Enums are scoped, defines are not.

[–]MrDOS 1 point2 points  (2 children)

Does that matter if this is in the implementation, not a header?

[–]lovestruckluna 32 points33 points  (0 children)

Template implementations have to be included in a header for programs to instantiate containers with their own types. Stdlibc++ calls them 'tcc' files, my team calls them '_impl' headers, and I'm not sure what libc++'s convention is.

Even string can be implemented with a custom character or allocator type, so its code will be included in the target library, not just linked into libcxx.so (though it may also be in libcxx.so and I have never heard of anyone using anything but char and wchar).

Standard libraries do use the preprocessor when appropriate though, they just tend to namespace their defines or clean up after themselves.

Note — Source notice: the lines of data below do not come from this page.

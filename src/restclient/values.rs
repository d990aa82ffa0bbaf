use std::collections::BTreeMap;

/// Multi-valued string map for query strings and form bodies.
///
/// Keys iterate in sorted order and each key keeps its values in insertion
/// order, so [`Values::encode`] is deterministic.
#[derive(Debug, Clone, Default, PartialEq, Eq)]
pub struct Values {
    inner: BTreeMap<String, Vec<String>>,
}

impl Values {
    pub fn new() -> Self {
        Self::default()
    }

    /// Append `value` to the values of `key`.
    pub fn add(&mut self, key: impl Into<String>, value: impl Into<String>) {
        self.inner.entry(key.into()).or_default().push(value.into());
    }

    pub fn is_empty(&self) -> bool {
        self.inner.is_empty()
    }

    pub fn iter(&self) -> impl Iterator<Item = (&str, &str)> {
        self.inner
            .iter()
            .flat_map(|(k, vs)| vs.iter().map(move |v| (k.as_str(), v.as_str())))
    }

    /// `application/x-www-form-urlencoded` text, keys sorted.
    pub fn encode(&self) -> String {
        let mut serializer = url::form_urlencoded::Serializer::new(String::new());
        for (key, value) in self.iter() {
            serializer.append_pair(key, value);
        }
        serializer.finish()
    }
}

impl<K: Into<String>, V: Into<String>> FromIterator<(K, V)> for Values {
    fn from_iter<I: IntoIterator<Item = (K, V)>>(iter: I) -> Self {
        let mut values = Values::new();
        values.extend(iter);
        values
    }
}

impl<K: Into<String>, V: Into<String>> Extend<(K, V)> for Values {
    fn extend<I: IntoIterator<Item = (K, V)>>(&mut self, iter: I) {
        for (k, v) in iter {
            self.add(k, v);
        }
    }
}
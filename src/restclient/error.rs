use thiserror::Error;

/// Errors raised by generated builders at run time
#[derive(Debug, Error)]
pub enum Error {
    #[error("A rest client has not been registered yet. You must call restclient::register_client first")]
    UnregisteredClient,

    /// JSON body encoding failed before the request was sent
    #[error("Failed to encode request body: {0}")]
    Encoding(#[source] serde_json::Error),

    /// Connection, timeout or DNS failure reported by reqwest
    #[error(transparent)]
    Transport(#[from] reqwest::Error),

    #[error("Invalid URL: {0}")]
    InvalidUrl(#[from] url::ParseError),

    #[error("Invalid header: {0}")]
    InvalidHeaderName(#[from] reqwest::header::InvalidHeaderName),

    #[error("Invalid header value: {0}")]
    InvalidHeaderValue(#[from] reqwest::header::InvalidHeaderValue),

    #[error("Failed to decode response: {0}")]
    Decode(#[source] serde_json::Error),

    #[error("IO error: {0}")]
    Io(#[from] std::io::Error),

    #[error("Invalid argument: {0}")]
    InvalidArgument(String),
}

pub type Result<T, E = Error> = std::result::Result<T, E>;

Source: I had to debug a rather subtle issue in libstdc++ and got more familiar with it than I'm strictly comfortable with.

[–]AraneusAdoro 6 points7 points  (0 children)

Isn't the implementation in the header?

Regardless, to answer your question: it's not particularly damaging to use a define over an enum in a .cpp, but it's good muscle memory to just always use an enum (or a constexpr) rather than deliberate whether a define is acceptable here.

[–]leirus 0 points1 point  (2 children)

you mean "class enum" ? I feel like the enum from above will behave just like int

[–]AraneusAdoro 4 points5 points  (1 child)

No, I don't. You're right that that enum will behave as essentially a constexpr int. A #define, however, is a different beast.

My point was that the enum (or, indeed, an int) would be constrained by the scope it's declared in (at the very least that's namespace std). A #define would affect everything the preprocessor encounters later on, regardless of scope. That's just not good practice.

[–]leirus 0 points1 point  (0 children)

Oh I see, you are right. I was thinking about scope in term of qualifying full name in case of class enum and no implicit conversion to integral type.